Diese AGB gelten für alle Verträge zwischen Voges Buchhaltung, Inh. Astrid Voges, Tiefe Straße 90, 38835 Osterwieck – Berßel und ihren Kunden.

Die Leistungen umfassen ausschließlich Tätigkeiten gemäß § 6 Nr. 3 und 4 StBerG:

  • Buchen laufender Geschäftsvorfälle
  • Lohn- und Gehaltsabrechnung
  • Lohnkontenführung
  • Laufende Auswertungen
  • Vorbereitung für Steuerberater

Keine Steuerberatung: Steuerliche Beratung, Jahresabschlüsse und Steuererklärungen erfolgen ausschließlich durch Steuerberater.

Ein Vertrag kommt zustande durch schriftliche Bestätigung, E-Mail oder durch tatsächliche Inanspruchnahme der Leistungen.

Die Auftragnehmerin kann Aufträge ohne Angabe von Gründen ablehnen.

Der Leistungsumfang ergibt sich aus Angebot, Vertrag oder Leistungsbeschreibung.

Der Kunde stellt alle erforderlichen Unterlagen vollständig und fristgerecht bereit.

Leistungen können durch qualifizierte Dritte erbracht werden.

Der Kunde ist verantwortlich für die Richtigkeit und Vollständigkeit aller übergebenen Unterlagen.

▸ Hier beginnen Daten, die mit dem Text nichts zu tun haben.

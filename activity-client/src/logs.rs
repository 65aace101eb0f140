//! Audit log store.
//!
//! Append-only, persisted trail of timestamped lines plus the developer
//! mode flag. The in-memory sequence is the source of truth; persistence is
//! best-effort and its failures only reach `tracing`.

use std::path::{Path, PathBuf};
use std::sync::Arc;

use campus_activity_core::{export_contents, export_file_name, LogEntry};
use chrono::Utc;
use serde_json::Value;
use tokio::sync::Mutex;

use crate::config::DEFAULT_EXPORT_PREFIX;
use crate::document::{read_key, Document, DocumentError};
use crate::error::ClientError;

/// Document key holding the entry sequence.
pub const ENTRIES_KEY: &str = "entries";
/// Document key holding the developer mode flag.
pub const DEV_MODE_KEY: &str = "devMode";

#[derive(Debug, Default)]
struct LogState {
    entries: Vec<LogEntry>,
    dev_mode: bool,
}

/// The audit log.
pub struct LogStore {
    document: Arc<dyn Document>,
    state: Mutex<LogState>,
    export_prefix: String,
}

impl LogStore {
    /// Create an empty store over `document`. Call [`LogStore::load`] to read it.
    pub fn new(document: Arc<dyn Document>) -> Self {
        Self {
            document,
            state: Mutex::new(LogState::default()),
            export_prefix: DEFAULT_EXPORT_PREFIX.to_string(),
        }
    }

    /// Set the file name prefix used by [`LogStore::export_to_file`].
    pub fn with_export_prefix(mut self, prefix: &str) -> Self {
        self.export_prefix = prefix.to_string();
        self
    }

    /// Read entries and developer mode from the document.
    ///
    /// Never fails: an unreadable document leaves the log empty.
    pub async fn load(&self) {
        let loaded = self.read_persisted().await;
        let mut state = self.state.lock().await;
        match loaded {
            Ok((entries, dev_mode)) => {
                tracing::debug!(entries = entries.len(), "audit log loaded");
                state.entries = entries;
                if let Some(dev_mode) = dev_mode {
                    state.dev_mode = dev_mode;
                }
            }
            Err(e) => {
                tracing::warn!(error = %e, "failed to load audit log, starting empty");
                state.entries.clear();
            }
        }
    }

    async fn read_persisted(&self) -> Result<(Vec<LogEntry>, Option<bool>), DocumentError> {
        let entries: Option<Vec<LogEntry>> = read_key(self.document.as_ref(), ENTRIES_KEY).await?;
        let dev_mode: Option<bool> = read_key(self.document.as_ref(), DEV_MODE_KEY).await?;
        Ok((entries.unwrap_or_default(), dev_mode))
    }

    /// Append a timestamped line and persist the whole sequence.
    ///
    /// A persistence failure is reported to `tracing` and the line is kept.
    pub async fn add(&self, message: &str) {
        let mut state = self.state.lock().await;
        state.entries.push(LogEntry::now(message));
        if let Err(e) = self.persist_entries(&state.entries).await {
            tracing::error!(error = %e, "failed to persist audit log");
        }
    }

    /// Turn developer mode on and record the transition.
    pub async fn enable_dev_mode(&self) {
        self.state.lock().await.dev_mode = true;

        let persist = async {
            if let Err(e) = self.persist_dev_mode(true).await {
                tracing::error!(error = %e, "failed to persist developer mode");
            }
        };
        tokio::join!(persist, self.add("Developer mode enabled"));
    }

    /// Drop every entry and persist the empty sequence.
    pub async fn clear(&self) {
        let mut state = self.state.lock().await;
        state.entries.clear();
        if let Err(e) = self.persist_entries(&state.entries).await {
            tracing::error!(error = %e, "failed to persist cleared audit log");
        }
    }

    /// Write all entries, newline-joined, to a new file in `dir`.
    ///
    /// The file name carries the current time in milliseconds.
    pub async fn export_to_file(&self, dir: &Path) -> Result<PathBuf, ClientError> {
        let (contents, count) = {
            let state = self.state.lock().await;
            (export_contents(&state.entries), state.entries.len())
        };
        let path = dir.join(export_file_name(
            &self.export_prefix,
            Utc::now().timestamp_millis(),
        ));

        let export_err = |source| ClientError::Export {
            path: path.clone(),
            source,
        };
        tokio::fs::create_dir_all(dir).await.map_err(export_err)?;
        tokio::fs::write(&path, contents).await.map_err(export_err)?;

        tracing::info!(path = %path.display(), entries = count, "audit log exported");
        Ok(path)
    }

    /// Snapshot of the entries, oldest first.
    pub async fn entries(&self) -> Vec<LogEntry> {
        self.state.lock().await.entries.clone()
    }

    /// Whether developer mode is on.
    pub async fn dev_mode(&self) -> bool {
        self.state.lock().await.dev_mode
    }

    async fn persist_entries(&self, entries: &[LogEntry]) -> Result<(), DocumentError> {
        self.document
            .set(ENTRIES_KEY, serde_json::to_value(entries)?)
            .await?;
        self.document.save().await
    }

    async fn persist_dev_mode(&self, enabled: bool) -> Result<(), DocumentError> {
        self.document.set(DEV_MODE_KEY, Value::Bool(enabled)).await?;
        self.document.save().await
    }
}

impl std::fmt::Debug for LogStore {
    fn fmt(&self, f: &mut std::fmt::Formatter<'_>) -> std::fmt::Result {
        f.debug_struct("LogStore")
            .field("export_prefix", &self.export_prefix)
            .finish_non_exhaustive()
    }
}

Die Auftragnehmerin haftet nicht für Fehler aufgrund unvollständiger oder fehlerhafter Angaben.

Die Vergütung richtet sich nach Stundensatz, Pauschale oder Monatsbetrag.

Rechnungen sind sofort ohne Abzug fällig.

Bei Zahlungsverzug können Mahngebühren und Verzugszinsen berechnet werden.

Die Auftragnehmerin haftet nur für vorsätzliche oder grob fahrlässige Pflichtverletzungen.

Keine Haftung für steuerliche Nachteile, da keine Steuerberatung erfolgt.

Alle Daten werden gemäß DSGVO verarbeitet.

Eine Weitergabe erfolgt nur mit Zustimmung oder wenn zur Vertragserfüllung erforderlich.

Bei Verarbeitung personenbezogener Daten wird ein AV-Vertrag gemäß Art. 28 DSGVO abgeschlossen.

Der Vertrag läuft unbefristet, sofern nichts anderes vereinbart wurde.

Kündigungsfrist: 4 Wochen zum Monatsende.

Alle Unterlagen bleiben Eigentum des Kunden.

Nach Vertragsende werden Unterlagen auf Wunsch herausgegeben.

Es gilt deutsches Recht.

Gerichtsstand – soweit zulässig – ist Osterwieck.

Unwirksame Klauseln berühren die Wirksamkeit des Vertrags nicht.